Economic Cost of Non-Adherence to TB Medicines Resulting from Stock-Outs and Loss to Follow-Up in the Philippines
A key element of successful tuberculosis (TB) control programs is adherence to treatment, and this is a cornerstone of most international and national policies and guidelines. Non-adherence is often due to patient-related factors but can also be a result of provider issues, such as stock-outs of TB medicines. Non-adherence results in increases in the length and severity of illness, death, disease transmission, and drug resistance, all of which have economic consequences in terms of cost and loss of income for patients and their families and cost to the health system.

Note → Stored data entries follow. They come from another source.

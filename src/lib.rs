//! Pygroom - runs autopep8 across a shallow Python source tree

pub mod report;
pub mod runner;
pub mod walk;

#[cfg(any(test, feature = "test-utils"))]
pub mod test_utils;

pub use report::{FileOutcome, FormatReport, Outcome, print_report, print_report_json};
pub use runner::{Autopep8, DEFAULT_FORMATTER, FORMATTER_ARGS, FormatRunner, RunStatus};
pub use walk::{
    EXCLUDED_FILE, FormatWalker, MAX_DEPTH, PYTHON_PATTERN, WalkConfig, is_excluded,
    is_python_source,
};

Non-adherence is commonly due to treatment interruption, which may be for short, intermittent periods (e.g., days) or for longer periods of weeks or months that may lead to complete discontinuation of treatment. Interventions to prevent treatment interruption are aimed at both patients and providers. On the provider side, actions include ensuring proper prescribing practices and management of side effects, providing good quality medicines, and preventing stock-outs. Actions on the patient side include interventions to encourage patients to continue treatment even when they feel better and use medicines as directed and to remove barriers, such as transport costs. These actions are believed to be a good investment, but the economic savings have not been clearly defined.

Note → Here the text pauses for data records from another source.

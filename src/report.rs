//! Run reporting and display
//!
//! Collects per-file outcomes during the walk and prints them either as a
//! colored console listing with a summary line, or as pretty-printed JSON.

use serde::Serialize;
use std::io::{self, Write};
use std::path::PathBuf;

use chrono::{DateTime, Local};
use termcolor::{Color, ColorChoice, ColorSpec, StandardStream, WriteColor};

use crate::runner::RunStatus;

/// What happened to one file during the walk.
#[derive(Debug, Clone, PartialEq, Eq, Serialize)]
#[serde(tag = "status", rename_all = "snake_case")]
pub enum Outcome {
    /// The formatter ran and exited cleanly.
    Formatted,
    /// The file is on the exclusion list and was never handed to the formatter.
    Excluded,
    /// The formatter could not be spawned or exited non-zero.
    Failed { error: String },
}

/// One file considered during the walk.
#[derive(Debug, Clone, Serialize)]
pub struct FileOutcome {
    pub path: PathBuf,
    #[serde(flatten)]
    pub outcome: Outcome,
}

/// Accumulated results of one walk.
#[derive(Debug, Clone, Serialize)]
pub struct FormatReport {
    /// When the walk started.
    pub started_at: DateTime<Local>,
    /// Directories visited, the root included.
    pub directories: usize,
    /// Per-file outcomes in visit order.
    pub files: Vec<FileOutcome>,
}

impl FormatReport {
    pub fn new() -> Self {
        Self {
            started_at: Local::now(),
            directories: 0,
            files: Vec::new(),
        }
    }

    /// Record a directory visit.
    pub fn record_directory(&mut self) {
        self.directories += 1;
    }

    /// Record a file skipped by the exclusion list.
    pub fn record_excluded(&mut self, path: PathBuf) {
        self.files.push(FileOutcome {
            path,
            outcome: Outcome::Excluded,
        });
    }

    /// Record the result of a formatter invocation.
    pub fn record_status(&mut self, path: PathBuf, status: RunStatus) {
        let outcome = match status {
            RunStatus::Formatted => Outcome::Formatted,
            RunStatus::Failed(error) => Outcome::Failed { error },
        };
        self.files.push(FileOutcome { path, outcome });
    }

    pub fn formatted_count(&self) -> usize {
        self.files
            .iter()
            .filter(|f| f.outcome == Outcome::Formatted)
            .count()
    }

    pub fn excluded_count(&self) -> usize {
        self.files
            .iter()
            .filter(|f| f.outcome == Outcome::Excluded)
            .count()
    }

    pub fn failed_count(&self) -> usize {
        self.files
            .iter()
            .filter(|f| matches!(f.outcome, Outcome::Failed { .. }))
            .count()
    }
}

impl Default for FormatReport {
    fn default() -> Self {
        Self::new()
    }
}

/// Print per-file outcomes and a summary line with optional color.
pub fn print_report(report: &FormatReport, use_color: bool) -> io::Result<()> {
    let color_choice = if use_color {
        ColorChoice::Auto
    } else {
        ColorChoice::Never
    };
    let mut stdout = StandardStream::stdout(color_choice);

    let mut green = ColorSpec::new();
    green.set_fg(Some(Color::Green));
    let mut yellow = ColorSpec::new();
    yellow.set_fg(Some(Color::Yellow));
    let mut red = ColorSpec::new();
    red.set_fg(Some(Color::Red));

    for file in &report.files {
        match &file.outcome {
            Outcome::Formatted => {
                stdout.set_color(&green)?;
                write!(stdout, "{:<10}", "formatted")?;
                stdout.reset()?;
                writeln!(stdout, "{}", file.path.display())?;
            }
            Outcome::Excluded => {
                stdout.set_color(&yellow)?;
                write!(stdout, "{:<10}", "excluded")?;
                stdout.reset()?;
                writeln!(stdout, "{}", file.path.display())?;
            }
            Outcome::Failed { error } => {
                stdout.set_color(&red)?;
                write!(stdout, "{:<10}", "failed")?;
                stdout.reset()?;
                writeln!(stdout, "{} ({})", file.path.display(), error)?;
            }
        }
    }

    if !report.files.is_empty() {
        writeln!(stdout)?;
    }

    writeln!(
        stdout,
        "{} directories, {} files formatted, {} excluded, {} failed",
        report.directories,
        report.formatted_count(),
        report.excluded_count(),
        report.failed_count()
    )?;

    Ok(())
}

/// Print the report as pretty-printed JSON to stdout.
pub fn print_report_json(report: &FormatReport) -> io::Result<()> {
    let json =
        serde_json::to_string_pretty(report).map_err(|e| io::Error::new(io::ErrorKind::Other, e))?;
    println!("{}", json);
    Ok(())
}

The Philippines is among 22 countries considered to have a high TB burden, including multidrug-resistant TB (MDR-TB). The Philippines DOH has an extensive TB program with Directly Observed Treatment Short Course (DOTS) for TB and DOTS-Plus for MDR-TB. In addition to DOTS, the DOH has strategies and procedures in place to ensure and improve treatment adherence, including patient compliance incentives and supply chain management system strengthening, both of which are challenging in a large, decentralized country where health care services are generally managed at the local level and stock-outs and loss to follow-up (LTFU) are common.

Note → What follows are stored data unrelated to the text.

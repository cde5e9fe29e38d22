//! Re-validates every currently open pull request against the configuration
//! repository, scheduled alongside `FetchConfigTask` when an installation
//! transitions to `INSTALLED`.

use crate::github::PullRequest;
use crate::state::AppState;
use crate::task::TaskKind;
use crate::tasks::validate_pull_request;

pub struct Input {
    pub org_id: String,
    pub repo_name: String,
}

pub async fn run(state: AppState, input: Input) -> anyhow::Result<Vec<String>> {
    let provider = state.provider_for(&input.org_id)?;
    let org_id = input.org_id.clone();
    let repo_name = input.repo_name.clone();

    let pulls = tokio::task::spawn_blocking(move || -> anyhow::Result<Vec<PullRequest>> {
        let values = provider.list_open_pull_requests(&org_id, &repo_name)?;
        Ok(values
            .into_iter()
            .filter_map(|v| serde_json::from_value(v).ok())
            .collect())
    })
    .await??;

    let count = pulls.len();
    for pull_request in pulls {
        let number = pull_request.number;
        state
            .engine
            .schedule(TaskKind::ValidatePullRequest, &input.org_id, Some(&input.repo_name), Some(number), {
                let state = state.clone();
                let validate_input = validate_pull_request::Input {
                    org_id: input.org_id.clone(),
                    repo_name: input.repo_name.clone(),
                    pull_request,
                };
                move || validate_pull_request::run(state, validate_input)
            })
            .await;
    }

    Ok(vec![format!("re-validated {count} open pull request(s)")])
}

In recent years, NTP data and several studies have indicated problems with stock-outs of some TB medicines and LTFU. Both result in treatment interruption, which has an impact on the well- being of patients and their families, on the health system, and on society and the economy in general.
The purpose of this study was to estimate the morbidity and mortality impact and economic costs of non-adherence to TB medicines resulting from treatment interruption due to stock-outs or LTFU. This is expected to be helpful in promoting the benefits of investing in improving patient management and interventions to ensure the availability of good quality medicines and to encourage and aid in patient compliance.